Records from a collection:

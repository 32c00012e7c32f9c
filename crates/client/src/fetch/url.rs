//! Request URL resolution.

use url::Url;

/// Error type for URL resolution failures.
#[derive(Debug, Clone, thiserror::Error)]
pub enum UrlError {
    #[error("empty URL")]
    Empty,

    #[error("unsupported scheme: {0}")]
    UnsupportedScheme(String),

    #[error("relative URL without a base: {0}")]
    RelativeWithoutBase(String),

    #[error("invalid URL: {0}")]
    InvalidUrl(String),
}

/// Parse and check an origin URL used as the base for relative requests.
pub fn parse_base(input: &str) -> Result<Url, UrlError> {
    let base = resolve(None, input)?;
    if base.cannot_be_a_base() {
        return Err(UrlError::InvalidUrl(format!("{input} cannot be a base URL")));
    }
    Ok(base)
}

/// Resolve a request or manifest URL to an absolute http(s) URL.
///
/// 1. Trim leading/trailing whitespace
/// 2. Parse as absolute, or join onto `base` when relative
/// 3. Require http or https
/// 4. Remove fragment (#...)
/// 5. Keep the query string byte-for-byte; volatile parameters are the key
///    normalizer's business, not this function's
pub fn resolve(base: Option<&Url>, input: &str) -> Result<Url, UrlError> {
    let trimmed = input.trim();

    if trimmed.is_empty() {
        return Err(UrlError::Empty);
    }

    let mut parsed = match Url::parse(trimmed) {
        Ok(url) => url,
        Err(url::ParseError::RelativeUrlWithoutBase) => match base {
            Some(base) => base.join(trimmed).map_err(|e| UrlError::InvalidUrl(e.to_string()))?,
            None => return Err(UrlError::RelativeWithoutBase(trimmed.to_string())),
        },
        Err(e) => return Err(UrlError::InvalidUrl(e.to_string())),
    };

    match parsed.scheme() {
        "http" | "https" => {}
        scheme => return Err(UrlError::UnsupportedScheme(scheme.to_string())),
    }

    parsed.set_fragment(None);

    Ok(parsed)
}

#[cfg(test)]
mod tests {
    use super::*;

    fn base() -> Url {
        parse_base("https://app.test/myapp/").unwrap()
    }

    #[test]
    fn test_absolute_url() {
        let url = resolve(None, "https://App.Test/api/users?_dc=1").unwrap();
        assert_eq!(url.as_str(), "https://app.test/api/users?_dc=1");
    }

    #[test]
    fn test_relative_joins_base() {
        let url = resolve(Some(&base()), "resources/app.css").unwrap();
        assert_eq!(url.as_str(), "https://app.test/myapp/resources/app.css");

        let url = resolve(Some(&base()), "/api/users?page=2").unwrap();
        assert_eq!(url.as_str(), "https://app.test/api/users?page=2");
    }

    #[test]
    fn test_relative_without_base() {
        assert!(matches!(resolve(None, "app.js"), Err(UrlError::RelativeWithoutBase(_))));
    }

    #[test]
    fn test_removes_fragment_keeps_query() {
        let url = resolve(None, "https://app.test/index.html?a=1&_dc=2#/main").unwrap();
        assert_eq!(url.fragment(), None);
        assert_eq!(url.query(), Some("a=1&_dc=2"));
    }

    #[test]
    fn test_unsupported_scheme() {
        assert!(matches!(resolve(None, "file:///etc/passwd"), Err(UrlError::UnsupportedScheme(_))));
        assert!(matches!(resolve(Some(&base()), "data:text/plain,hi"), Err(UrlError::UnsupportedScheme(_))));
    }

    #[test]
    fn test_empty() {
        assert!(matches!(resolve(None, "   "), Err(UrlError::Empty)));
    }

    #[test]
    fn test_base_must_be_hierarchical() {
        assert!(parse_base("mailto:ops@app.test").is_err());
    }
}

Work item — The lines from the beginning of the records through the line containing "Err(url::ParseError::RelativeUrlWithoutBase) => match" should be reproduced exactly. Include nothing else.

Exercise output —
repository 32c00012e7c32f9c
filename crates/client/src/fetch/url.rs
//! Request URL resolution.

use url::Url;

/// Error type for URL resolution failures.
#[derive(Debug, Clone, thiserror::Error)]
pub enum UrlError {
    #[error("empty URL")]
    Empty,

    #[error("unsupported scheme: {0}")]
    UnsupportedScheme(String),

    #[error("relative URL without a base: {0}")]
    RelativeWithoutBase(String),

    #[error("invalid URL: {0}")]
    InvalidUrl(String),
}

/// Parse and check an origin URL used as the base for relative requests.
pub fn parse_base(input: &str) -> Result<Url, UrlError> {
    let base = resolve(None, input)?;
    if base.cannot_be_a_base() {
        return Err(UrlError::InvalidUrl(format!("{input} cannot be a base URL")));
    }
    Ok(base)
}

/// Resolve a request or manifest URL to an absolute http(s) URL.
///
/// 1. Trim leading/trailing whitespace
/// 2. Parse as absolute, or join onto `base` when relative
/// 3. Require http or https
/// 4. Remove fragment (#...)
/// 5. Keep the query string byte-for-byte; volatile parameters are the key
///    normalizer's business, not this function's
pub fn resolve(base: Option<&Url>, input: &str) -> Result<Url, UrlError> {
    let trimmed = input.trim();

    if trimmed.is_empty() {
        return Err(UrlError::Empty);
    }

    let mut parsed = match Url::parse(trimmed) {
        Ok(url) => url,
        Err(url::ParseError::RelativeUrlWithoutBase) => match base {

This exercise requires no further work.